SBW was created to encourage ALL Americans to spend money with Black-owned businesses.  With the success of the SBW campaign last year, early interest from supporters, copycat initiatives, and the SBW website’s daily organic traffic, SBW Organizers predict that millions of Americans will participate, and if only 15-20% of Black adults spent at least $50 with Black-owned businesses, the $400,000,000 projection is an easily attainable goal.

Everyone making a purchase from a Black-owned business during SBW November 20-27th should hashtag #shopblackweek and let everyone know about any purchases including business names, locations, dates and photos. All interested businesses should register and become qualified to be listed in the SBW Directory at shopblackweek.org.
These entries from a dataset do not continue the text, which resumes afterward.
// Copyright 2025 the Galley Authors
// SPDX-License-Identifier: Apache-2.0 OR MIT

//! Rectangle and point queries against the typeset layout.
//!
//! Every query brings the layout up to date first, so results always reflect
//! the current text. Out-of-range inputs yield well-defined empty results
//! ([`Rect::ZERO`], empty sequences, `None`) rather than errors; these
//! queries run continuously during interactive editing and must never abort
//! rendering.

#![allow(
    clippy::cast_possible_truncation,
    reason = "glyph metrics are f32; fractions are clamped to 0.0..=1.0"
)]

use core::ops::Range;

use peniko::kurbo::{Point, Rect};
use smallvec::SmallVec;

use crate::container::ContainerId;
use crate::engine::LayoutEngine;
use crate::fragment::LineFragment;
use crate::provider::GlyphProvider;
use crate::selection::Affinity;
use crate::storage::TextStorage;
use crate::style::Brush;

impl<B: Brush, P: GlyphProvider<B>> LayoutEngine<B, P> {
    /// Fragments of `container` intersecting `rect`, in order.
    ///
    /// Brings the layout up to date first; the draw loop enumerates lines
    /// through this.
    pub fn fragments_intersecting<'a, T: TextStorage<B> + ?Sized>(
        &'a mut self,
        text: &T,
        rect: Rect,
        container: ContainerId,
    ) -> impl Iterator<Item = &'a LineFragment> + 'a {
        self.ensure_layout(text);
        self.fragments.intersecting(rect, container)
    }

    /// The fragment containing the given glyph index, after ensuring the
    /// region is clean.
    pub fn fragment_containing_glyph<T: TextStorage<B> + ?Sized>(
        &mut self,
        text: &T,
        glyph: usize,
    ) -> Option<&LineFragment> {
        self.ensure_layout(text);
        let i = self.fragments.index_containing_glyph(glyph)?;
        self.fragments.get(i)
    }

    /// The fragment containing the given character index.
    ///
    /// Unlike [`fragment_containing_glyph`](Self::fragment_containing_glyph)
    /// this can address a blank line, whose fragment covers a newline
    /// character but no glyph.
    pub fn fragment_containing_char<T: TextStorage<B> + ?Sized>(
        &mut self,
        text: &T,
        index: usize,
    ) -> Option<&LineFragment> {
        self.ensure_layout(text);
        let i = self.fragments.index_containing_char(index)?;
        self.fragments.get(i)
    }

    /// Rectangles covering `glyph_range` within `container`, one per line
    /// fragment touched, each clipped to `selection` when given.
    ///
    /// The selection clip keeps a highlight from extending past the actual
    /// glyph extents on each line.
    pub fn rects_for_glyph_range<T: TextStorage<B> + ?Sized>(
        &mut self,
        text: &T,
        glyph_range: Range<usize>,
        selection: Option<Range<usize>>,
        container: ContainerId,
    ) -> SmallVec<[Rect; 4]> {
        self.ensure_layout(text);
        let mut out = SmallVec::new();
        let range = clamp_range(glyph_range, self.glyphs.len());
        for (_, frag) in self.fragments.container_fragments(container) {
            let mut sub = intersect(&range, &frag.glyph_range);
            if let Some(sel) = &selection {
                sub = intersect(&sub, sel);
            }
            if sub.is_empty() {
                continue;
            }
            let x0 = self.glyph_edge(frag, sub.start);
            let x1 = self.glyph_edge(frag, sub.end);
            out.push(Rect::new(x0, frag.rect.y0, x1, frag.rect.y1));
        }
        out
    }

    /// Rectangles covering a character range, widened to cluster boundaries.
    pub fn rects_for_char_range<T: TextStorage<B> + ?Sized>(
        &mut self,
        text: &T,
        char_range: Range<usize>,
        selection: Option<Range<usize>>,
        container: ContainerId,
    ) -> SmallVec<[Rect; 4]> {
        self.ensure_layout(text);
        let glyphs = self.map.glyph_range_for_chars(char_range);
        let selection = selection.map(|s| self.map.glyph_range_for_chars(s));
        self.rects_for_glyph_range(text, glyphs, selection, container)
    }

    /// The union of the per-fragment rectangles for `glyph_range`.
    pub fn bounding_rect<T: TextStorage<B> + ?Sized>(
        &mut self,
        text: &T,
        glyph_range: Range<usize>,
        container: ContainerId,
    ) -> Rect {
        self.rects_for_glyph_range(text, glyph_range, None, container)
            .into_iter()
            .reduce(|a, b| a.union(b))
            .unwrap_or(Rect::ZERO)
    }

    /// The glyph range whose fragments intersect `bounds`.
    pub fn glyph_range_for_rect<T: TextStorage<B> + ?Sized>(
        &mut self,
        text: &T,
        bounds: Rect,
        container: ContainerId,
    ) -> Range<usize> {
        self.ensure_layout(text);
        self.glyph_range_for_rect_without_layout(bounds, container)
    }

    /// Like [`glyph_range_for_rect`](Self::glyph_range_for_rect) but only
    /// consults already-clean fragments, never triggering re-typesetting.
    pub fn glyph_range_for_rect_without_layout(
        &self,
        bounds: Rect,
        container: ContainerId,
    ) -> Range<usize> {
        let mut range: Option<Range<usize>> = None;
        for frag in self.fragments.intersecting(bounds, container) {
            let r = range.get_or_insert(frag.glyph_range.clone());
            r.start = r.start.min(frag.glyph_range.start);
            r.end = r.end.max(frag.glyph_range.end);
        }
        range.unwrap_or(0..0)
    }

    /// The glyph under `point`, clamped into the nearest fragment.
    pub fn glyph_index_for_point<T: TextStorage<B> + ?Sized>(
        &mut self,
        text: &T,
        point: Point,
        container: ContainerId,
    ) -> Option<usize> {
        self.hit_test_point(text, point, container).map(|(i, _)| i)
    }

    /// The glyph under `point` plus the fraction of the distance through its
    /// advance (0.0 at the leading edge, 1.0 at the trailing edge).
    ///
    /// Points outside all fragments clamp: above the first line resolves to
    /// the first glyph at fraction 0.0, below the last line to the last
    /// glyph at fraction 1.0.
    pub fn hit_test_point<T: TextStorage<B> + ?Sized>(
        &mut self,
        text: &T,
        point: Point,
        container: ContainerId,
    ) -> Option<(usize, f32)> {
        self.ensure_layout(text);
        let frag = self.fragment_for_offset(point.y, container)?;
        self.hit_fragment(frag, point.x)
    }

    /// Baseline origin of a glyph in container coordinates.
    pub fn glyph_location<T: TextStorage<B> + ?Sized>(
        &mut self,
        text: &T,
        glyph: usize,
    ) -> Option<Point> {
        self.ensure_layout(text);
        let i = self.fragments.index_containing_glyph(glyph)?;
        let frag = self.fragments.get(i)?;
        Some(Point::new(
            self.glyph_edge(frag, glyph),
            frag.rect.y0 + f64::from(frag.baseline),
        ))
    }

    /// A zero-width caret rectangle placed before the character at
    /// `char_index`, spanning the line fragment's height.
    ///
    /// The index may be anywhere in the text, including inside a ligature
    /// (the rectangle interpolates proportionally across the ligature
    /// glyph's advance) and one past the end of text. Returns [`Rect::ZERO`]
    /// when the character is not in `container`.
    pub fn insertion_rect<T: TextStorage<B> + ?Sized>(
        &mut self,
        text: &T,
        char_index: usize,
        container: ContainerId,
    ) -> Rect {
        self.insertion_rect_with_affinity(text, char_index, Affinity::Downstream, container)
    }

    /// [`insertion_rect`](Self::insertion_rect) with explicit affinity: at a
    /// soft line-wrap boundary, an upstream caret sits at the end of the
    /// earlier line instead of the start of the later one.
    pub fn insertion_rect_with_affinity<T: TextStorage<B> + ?Sized>(
        &mut self,
        text: &T,
        char_index: usize,
        affinity: Affinity,
        container: ContainerId,
    ) -> Rect {
        self.ensure_layout(text);
        let Some((frag_idx, x)) = self.caret_geometry(char_index, affinity) else {
            return Rect::ZERO;
        };
        let frag = match self.fragments.get(frag_idx) {
            Some(f) if f.container == container => f,
            _ => return Rect::ZERO,
        };
        Rect::new(x, frag.rect.y0, x, frag.rect.y1)
    }

    // --- internal helpers; callers guarantee the layout is clean ---

    /// Horizontal position of a glyph boundary within a fragment, in
    /// container coordinates. `glyph` may equal the fragment's end.
    pub(crate) fn glyph_edge(&self, frag: &LineFragment, glyph: usize) -> f64 {
        if glyph >= frag.glyph_range.end {
            let width = frag
                .glyph_range
                .clone()
                .last()
                .and_then(|g| self.glyphs.get(g))
                .map(|g| g.x + g.advance)
                .unwrap_or(0.0);
            frag.rect.x0 + f64::from(width)
        } else {
            frag.rect.x0
                + self
                    .glyphs
                    .get(glyph)
                    .map(|g| f64::from(g.x))
                    .unwrap_or(0.0)
        }
    }

    /// The caret's fragment index and x position for a character boundary.
    ///
    /// A boundary inside a glyphless entry (a blank line's newline) resolves
    /// through character space, so the caret lands on the blank line rather
    /// than on the next line holding glyphs.
    pub(crate) fn caret_geometry(&self, char_index: usize, affinity: Affinity) -> Option<(usize, f64)> {
        if char_index > self.map.char_end() {
            return None;
        }
        let (glyph, within, glyphless) = if char_index == self.map.char_end() {
            (self.map.glyph_end(), None, false)
        } else {
            let i = self.map.entry_containing_char(char_index)?;
            let entry = &self.map.entries()[i];
            let frac = (char_index - entry.char_range.start) as f32
                / entry.char_range.len().max(1) as f32;
            let inside = (frac > 0.0 && !entry.glyph_range.is_empty())
                .then(|| (entry.glyph_range.clone(), frac));
            (entry.glyph_range.start, inside, entry.glyph_range.is_empty())
        };
        let mut frag_idx = if glyphless {
            self.fragments.index_containing_char(char_index)?
        } else {
            self.fragments.index_containing_glyph(glyph)?
        };
        if affinity == Affinity::Upstream && within.is_none() {
            if let (Some(frag), Some(prev_idx)) = (self.fragments.get(frag_idx), frag_idx.checked_sub(1)) {
                if frag.char_range.start == char_index {
                    if let Some(prev) = self.fragments.get(prev_idx) {
                        if prev.char_range.end == char_index && !prev.explicit_break {
                            frag_idx = prev_idx;
                        }
                    }
                }
            }
        }
        let frag = self.fragments.get(frag_idx)?;
        let mut x = self.glyph_edge(frag, glyph);
        if let Some((glyph_range, frac)) = within {
            let advance: f32 = glyph_range
                .filter_map(|g| self.glyphs.get(g))
                .map(|g| g.advance)
                .sum();
            x += f64::from(advance * frac);
        }
        Some((frag_idx, x))
    }

    /// The fragment a vertical offset resolves to, clamping outside offsets
    /// to the nearest fragment.
    pub(crate) fn fragment_for_offset(&self, y: f64, container: ContainerId) -> Option<&LineFragment> {
        let mut last = None;
        for (_, frag) in self.fragments.container_fragments(container) {
            if y < frag.rect.y1 {
                return Some(frag);
            }
            last = Some(frag);
        }
        last
    }

    /// Hit-tests a horizontal position within one fragment.
    pub(crate) fn hit_fragment(&self, frag: &LineFragment, x: f64) -> Option<(usize, f32)> {
        if frag.is_empty() {
            if frag.glyph_range.start < self.glyphs.len() {
                // A blank line: its position is the boundary before the next
                // line's first glyph.
                return Some((frag.glyph_range.start, 0.0));
            }
            // The trailing caret line; clamp to the nearest real glyph.
            let last = self.glyphs.len().checked_sub(1)?;
            return Some((last, 1.0));
        }
        let rel = (x - frag.rect.x0) as f32;
        let glyphs = &self.glyphs[frag.glyph_range.clone()];
        if rel <= 0.0 {
            return Some((frag.glyph_range.start, 0.0));
        }
        let width = glyphs.last().map(|g| g.x + g.advance).unwrap_or(0.0);
        if rel >= width {
            return Some((frag.glyph_range.end - 1, 1.0));
        }
        let i = glyphs.partition_point(|g| g.x + g.advance <= rel);
        let i = i.min(glyphs.len() - 1);
        let g = &glyphs[i];
        let fraction = if g.advance > 0.0 {
            ((rel - g.x) / g.advance).clamp(0.0, 1.0)
        } else {
            0.0
        };
        Some((frag.glyph_range.start + i, fraction))
    }
}

fn clamp_range(range: Range<usize>, len: usize) -> Range<usize> {
    let end = range.end.min(len);
    range.start.min(end)..end
}

fn intersect(a: &Range<usize>, b: &Range<usize>) -> Range<usize> {
    let start = a.start.max(b.start);
    start..a.end.min(b.end).max(start)
}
“Everyone now seems to recognize that Black lives really do matter, and thanks to Shop Black Week, everyone will understand that Black economics matter too,” says Carla Tillman, PhD, SBW’s National Director. Fortunately, many high-profile celebrities, athletes, and influencers see a tremendous personal responsibility to do something to shift the narrative and hopefully Black and non-Black influencers will support SBW too.  “We believe the heightened awareness of the campaign is slated to be well-received and gain massive support and partnership,” says Aysha Jackson, SBW’s Campaign Coordinator.

In order for SBW to be successful, 1) high-quality Black-owned businesses must be made readily available; 2) the impact of SBW must extend beyond a week, and 3) if ALL Americans supported SBW spending just $35, it could be the biggest economic campaign in history for Black Americans.  Therefore, SBW Organizers 1) ensure that high-quality Black-owned businesses can be found via the website (shopblackweek.org), 2) the impact starts during the campaign, then extends into the holiday season and throughout the following year, and 3) urging ALL Americans to participate, means that SBW would be the single most important special shopping week for Black Americans.